We made similar observations for the remaining traits (Supplementary Figs. 32–43). The psychiatric cross-disorder study showed strong clustering of perturbed genes in regulatory networks of the caudate nucleus, thalamus, locus coeruleus, and other core structures underlying cognitive and emotional functions that are impaired in psychiatric disorders (Supplementary Fig. 33). For bipolar disorder, the amygdala, a group of brain nuclei key to memory, experienced emotions, and mood that has been consistently implicated in etiological models of bipolar disorder³³, ranked first (Supplementary Fig. 34). Inflammatory bowel disease showed strong connectivity enrichment in endothelial cells, which are gatekeepers of inflammatory processes targeted by current drugs³⁴, as well as immune cells and tissues involved in pathogenesis (spleen, monocytes and mast cells^35,36; Fig. 3b). For rheumatoid arthritis, the strongest clustering of perturbed genes was found in neutrophils, which have an activated phenotype in patients and contribute to pathogenesis³⁷ (Supplementary Fig. 37). For Alzheimer's disease, the strongest clustering of associated genes occurred in regulatory networks of adult forebrain followed by endothelial cells, suggesting that neurovascular dysregulation may be implicated³⁸ (Fig. 3c, Supplementary Fig. 38). Narcolepsy, a rare sleep disorder caused by autoimmune targeting of hypocretin-producing neurons³⁹, shows connectivity enrichment in neural stem cells (Supplementary Fig. 39). Body mass index (BMI) shows the strongest clustering of perturbed genes in regulatory networks of the intestinal tract and immune system, thus suggesting a potential link with the gut microbiome, which has recently been proposed to have a heritable component that impacts BMI⁴⁰ (Supplementary Fig. 42). Finally, of the two subtypes of age-related macular degeneration, only the neovascular type caused by abnormal blood vessel growth showed network connectivity enrichment in vascular smooth muscle cells, consistent with their function in neovascularization (Fig. 3d).

Discussion

Lately, there has been growing interest in tissue-specific gene networks for understanding human physiology and disease^14–16. The present resource of 394 regulatory circuits dramatically expands the number of cell types and tissues for which networks are available, and it is the first collection of fine-grained regulatory circuits connecting TFs, enhancers, promoters, and gene isoforms in human.
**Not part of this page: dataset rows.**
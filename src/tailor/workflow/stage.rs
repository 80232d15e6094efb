// SPDX-License-Identifier: MIT

//! Stage trait - one unit of pipeline work

use crate::tailor::workflow::state::{Field, PipelineState, StateUpdate};
use crate::tailor::workflow::types::{StageError, StageName};
use async_trait::async_trait;

/// What a stage hands back to the engine
///
/// Failures travel as values next to the partial update; the engine appends
/// them to the error accumulator.
#[derive(Debug, Clone, Default)]
pub struct StageOutput {
    pub update: StateUpdate,
    pub failures: Vec<StageError>,
}

impl StageOutput {
    pub fn ok(update: StateUpdate) -> Self {
        Self {
            update,
            failures: Vec::new(),
        }
    }

    pub fn failed(update: StateUpdate, failure: StageError) -> Self {
        Self {
            update,
            failures: vec![failure],
        }
    }

    pub fn is_failure(&self) -> bool {
        !self.failures.is_empty()
    }
}

/// Core trait for pipeline stages
#[async_trait]
pub trait Stage: Send + Sync {
    /// Name of this stage in the graph
    fn name(&self) -> StageName;

    /// Fields this stage may write
    ///
    /// The error accumulator is not listed here; failures are reported
    /// through [`StageOutput::failures`].
    fn writes(&self) -> &'static [Field];

    /// Run the stage against the current state
    async fn run(&self, state: &PipelineState) -> StageOutput;
}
The FANTOM5 enhancers and promoters underlying our networks have been previously validated^23,24 and the observed enrichment for the independently curated TF motifs provides further support. In addition, we validated the inferred tissue-specific edges using indpendent ChIP-seq, eQTL and RNA-seq data, in each case finding good support. Of note, TF motifs alone are known to have low specificity for predicting TF binding, as we confirmed. Key to our approach is that we require both a TF motif and activity of the corresponding regulatory element to infer an edge in a given tissue. Implicitly, this approach also accounts for co-factors on which the TF may be dependent for binding at a specific regulatory element: if co-factors or other conditions to activate the TF are not present, the regulatory element is not active and thus no edge would be added in this tissue, explaining the high specificity of our circuits.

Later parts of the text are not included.